Your morning Briefing
Welcome to your morning roundup of what’s making news and the must-reads for today.
Good morning readers. Here is your two-minute digest of what’s making news today.
Gloves off in Bennelong
Kristina Keneally was fending off new claims of overzealous campaigning as her rival John Alexander denied he had failed to declare to parliament income from a $4.8 million luxury holiday rental property in the NSW southern highlands. A day after it was revealed parents at a primary school in Bennelong had complained to police about being “accosted” by Labor volunteers brandishing pamphlets, Ms Keneally’s campaign team was accused of imposing on residents of an aged-care home to hand out campaign material. Ms Keneally brushed off suggestions dementia patients had been approached, saying that she had merely met residents of the facility.
-
Murdoch’s Disney mega-deal
News Corp executive chairman Rupert Murdoch has struck the biggest deal of his career in a $68.3 billion agreement to sell film and television assets from his 21st Century Fox company to Disney. Walt Disney Co has said it would buy select assets from 21st Century Fox for $US52.4bn in stock. Disney’s acquisition includes the company’s Twentieth Century Fox film and television studio and its international cable TV businesses. In the deal, Disney will also assume about $US13.7bn of 21st Century Fox’s debt.

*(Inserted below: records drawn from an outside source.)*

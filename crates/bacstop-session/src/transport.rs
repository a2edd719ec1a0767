//! Transport seam between the session and the radio.
//!
//! A transport exposes the single write + notify characteristic a BACtrack
//! device uses for breath tests. Implementations: `ble::BleTransport` over
//! btleplug (feature `ble`) and [`ScriptedTransport`] for development and
//! tests.
//!
//! [`ScriptedTransport`]: crate::scripted::ScriptedTransport

use std::pin::Pin;

use async_trait::async_trait;
use futures::Stream;
use uuid::Uuid;

use crate::error::Result;

/// GATT service carrying the test characteristic.
pub const SERVICE_UUID: Uuid = Uuid::from_u128(0x862bfff0_7d59_4359_8b59_a96db28bc679);

/// Write + notify characteristic used for the test exchange.
pub const CHARACTERISTIC_UUID: Uuid = Uuid::from_u128(0x862bfff1_7d59_4359_8b59_a96db28bc679);

/// Payload that starts a breath test.
pub const START_TEST_COMMAND: [u8; 2] = [0x00, 0x01];

/// Lower-cased substring of the advertised name of supported devices.
pub const DEVICE_NAME_HINT: &str = "bactrack";

/// Raw notification payloads in arrival order. Ends when the link drops.
pub type Notifications = Pin<Box<dyn Stream<Item = Vec<u8>> + Send>>;

/// A link to one device.
#[async_trait]
pub trait Transport: Send + 'static {
    /// Find the device and establish the link.
    async fn connect(&mut self) -> Result<()>;

    /// Enable notifications on the test characteristic.
    async fn subscribe(&mut self) -> Result<Notifications>;

    /// Write a command to the test characteristic, with response.
    async fn write_command(&mut self, payload: &[u8]) -> Result<()>;

    /// Tear the link down. Must be safe to call when not connected.
    async fn disconnect(&mut self) -> Result<()>;

    /// Address of the connected peer, if any.
    fn peer(&self) -> Option<String>;
}

#[async_trait]
impl<T: Transport + ?Sized> Transport for Box<T> {
    async fn connect(&mut self) -> Result<()> {
        (**self).connect().await
    }

    async fn subscribe(&mut self) -> Result<Notifications> {
        (**self).subscribe().await
    }

    async fn write_command(&mut self, payload: &[u8]) -> Result<()> {
        (**self).write_command(payload).await
    }

    async fn disconnect(&mut self) -> Result<()> {
        (**self).disconnect().await
    }

    fn peer(&self) -> Option<String> {
        (**self).peer()
    }
}
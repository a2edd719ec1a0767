//! Decoded test events.

use std::fmt;

use serde::Serialize;

use crate::bac::Bac;

/// One decoded notification from the device.
#[derive(Debug, Clone, Copy, PartialEq, Eq, Serialize)]
#[serde(tag = "type", content = "value", rename_all = "snake_case")]
pub enum TestEvent {
    /// Sensor warm-up, seconds remaining.
    Countdown(u8),
    StartBlow,
    /// Sample collection, seconds remaining.
    KeepBlowing(u8),
    Analyzing,
    Finalizing,
    WrappingUp,
    /// The device gave up (user walked away or the device timed out).
    Cancelled,
    /// Not enough breath.
    BlowError,
    Result(Bac),
}

impl fmt::Display for TestEvent {
    fn fmt(&self, f: &mut fmt::Formatter<'_>) -> fmt::Result {
        match self {
            TestEvent::Countdown(s) => write!(f, "Warming up... {s}s"),
            TestEvent::StartBlow => write!(f, "BEGIN BLOWING NOW!"),
            TestEvent::KeepBlowing(s) => write!(f, "Keep blowing... {s}s"),
            TestEvent::Analyzing => write!(f, "Analyzing sample..."),
            TestEvent::Finalizing => write!(f, "Finalizing results..."),
            TestEvent::WrappingUp => write!(f, "Test wrapping up..."),
            TestEvent::Cancelled => write!(f, "Test cancelled or timed out"),
            TestEvent::BlowError => write!(f, "Blow error - insufficient breath detected"),
            TestEvent::Result(bac) => write!(f, "BAC result: {bac}"),
        }
    }
}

“We are extremely proud of all that we have built at 21st Century Fox, and I firmly believe that this combination with Disney will unlock even more value for shareholders ...”
Rupert Murdoch
-
CBA’s terror ‘breach’
The Commonwealth Bank has allegedly continued to breach anti-money-laundering laws, as fresh claims emerged yesterday that it had allowed more than $6000 to be withdrawn from an account it had suspected for months belonged to a convicted terrorist. The bank allegedly allowed the cash to be drained from the account — after CBA was hit with a lawsuit alleging more than 53,000 breaches of anti-money-laundering legislation — despite having placed a stop on the account after several attempts to transfer money to Lebanon.
-
Packer’s pad in the sky
The James Packer-backed Crown Resorts has revealed more than $700 million in planned asset sales, including the divestment of its Las Vegas interest, as it continues to focus on reducing debt. The company informed market late yesterday that it had entered several transactions, including the $US300m ($390m) sale of its Las Vegas land. Alon Las Vegas Resorts, which is a majority owned subsidiary of Crown, will sell its interest in a 14-hectare vacant site on Las Vegas Boulevard to a subsidiary of Wynn Resorts. Nick Tabakoff, meantime, takes a peek into Packer’s $60m pad in the sky — a two-storey penthouse in his own $2.4 billion Crown Sydney casino development, in a move that will mark his permanent return to his home country in three years.
-
WACA bounces back but so do Poms
England have counterpunched hard after the Australian pace attack broke their bats and helmets but not their resolve on a fast day-one pitch in the third Test at the WACA Ground. At last the English batting clicked as Dawid Malan posted his maiden Test ton and his side’s first of the series, guiding them to 4-305 at stumps after an engrossing opening day. Malan (110) and Jonny Bairstow (75) have added 174 to rescue England from a precarious 4-131 after they won the toss and batted.